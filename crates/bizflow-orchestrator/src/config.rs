use bizflow_core::{BizflowError, BizflowResult};
use serde::{Deserialize, Serialize};
use std::time::Duration;

/// Upper bound for every configured timeout: 30 days.
pub const MAX_TIMEOUT_SECS: u64 = 30 * 24 * 60 * 60;

/// Timeouts and limits applied to every workflow.
///
/// Loaded from the `[workflow]` table of the configuration file.
#[derive(Debug, Clone, PartialEq, Eq, Serialize, Deserialize)]
pub struct WorkflowConfig {
    /// Maximum duration of a single agent invocation.
    #[serde(default = "default_agent_timeout")]
    pub agent_timeout_secs: u64,
    /// Maximum duration of one execution pass.
    #[serde(default = "default_workflow_timeout")]
    pub workflow_timeout_secs: u64,
    /// How long a gate waits for the reviewer.
    #[serde(default = "default_approval_timeout")]
    pub approval_timeout_secs: u64,
    /// Budget for one reasoning call before falling back.
    #[serde(default = "default_planner_timeout")]
    pub planner_timeout_secs: u64,
    /// Concurrent non-terminal workflows per user.
    #[serde(default = "default_max_active")]
    pub max_active_per_user: usize,
    /// Ask the reviewer before the first pass. When off, only the result
    /// gate is used.
    #[serde(default = "default_true")]
    pub plan_gate: bool,
}

fn default_agent_timeout() -> u64 {
    300
}

fn default_workflow_timeout() -> u64 {
    1800
}

fn default_approval_timeout() -> u64 {
    3600
}

fn default_planner_timeout() -> u64 {
    60
}

fn default_max_active() -> usize {
    3
}

fn default_true() -> bool {
    true
}

impl Default for WorkflowConfig {
    fn default() -> Self {
        Self {
            agent_timeout_secs: default_agent_timeout(),
            workflow_timeout_secs: default_workflow_timeout(),
            approval_timeout_secs: default_approval_timeout(),
            planner_timeout_secs: default_planner_timeout(),
            max_active_per_user: default_max_active(),
            plan_gate: true,
        }
    }
}

impl WorkflowConfig {
    /// Reject zero and out-of-range values.
    pub fn validate(&self) -> BizflowResult<()> {
        for (name, secs) in [
            ("agent_timeout_secs", self.agent_timeout_secs),
            ("workflow_timeout_secs", self.workflow_timeout_secs),
            ("approval_timeout_secs", self.approval_timeout_secs),
            ("planner_timeout_secs", self.planner_timeout_secs),
        ] {
            if secs == 0 || secs > MAX_TIMEOUT_SECS {
                return Err(BizflowError::Config(format!(
                    "workflow.{name} must be between 1 and {MAX_TIMEOUT_SECS}, got {secs}"
                )));
            }
        }
        if self.max_active_per_user == 0 {
            return Err(BizflowError::Config(
                "workflow.max_active_per_user must be at least 1".to_string(),
            ));
        }
        Ok(())
    }

    pub fn agent_timeout(&self) -> Duration {
        clamped(self.agent_timeout_secs)
    }

    pub fn workflow_timeout(&self) -> Duration {
        clamped(self.workflow_timeout_secs)
    }

    pub fn approval_timeout(&self) -> Duration {
        clamped(self.approval_timeout_secs)
    }

    pub fn planner_timeout(&self) -> Duration {
        clamped(self.planner_timeout_secs)
    }
}

fn clamped(secs: u64) -> Duration {
    Duration::from_secs(secs.min(MAX_TIMEOUT_SECS))
}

▸ Task to complete: Filter the listing for the word "BizflowError" and copy each line that has it.

▸ Reply:
use bizflow_core::{BizflowError, BizflowResult};
                return Err(BizflowError::Config(format!(
            return Err(BizflowError::Config(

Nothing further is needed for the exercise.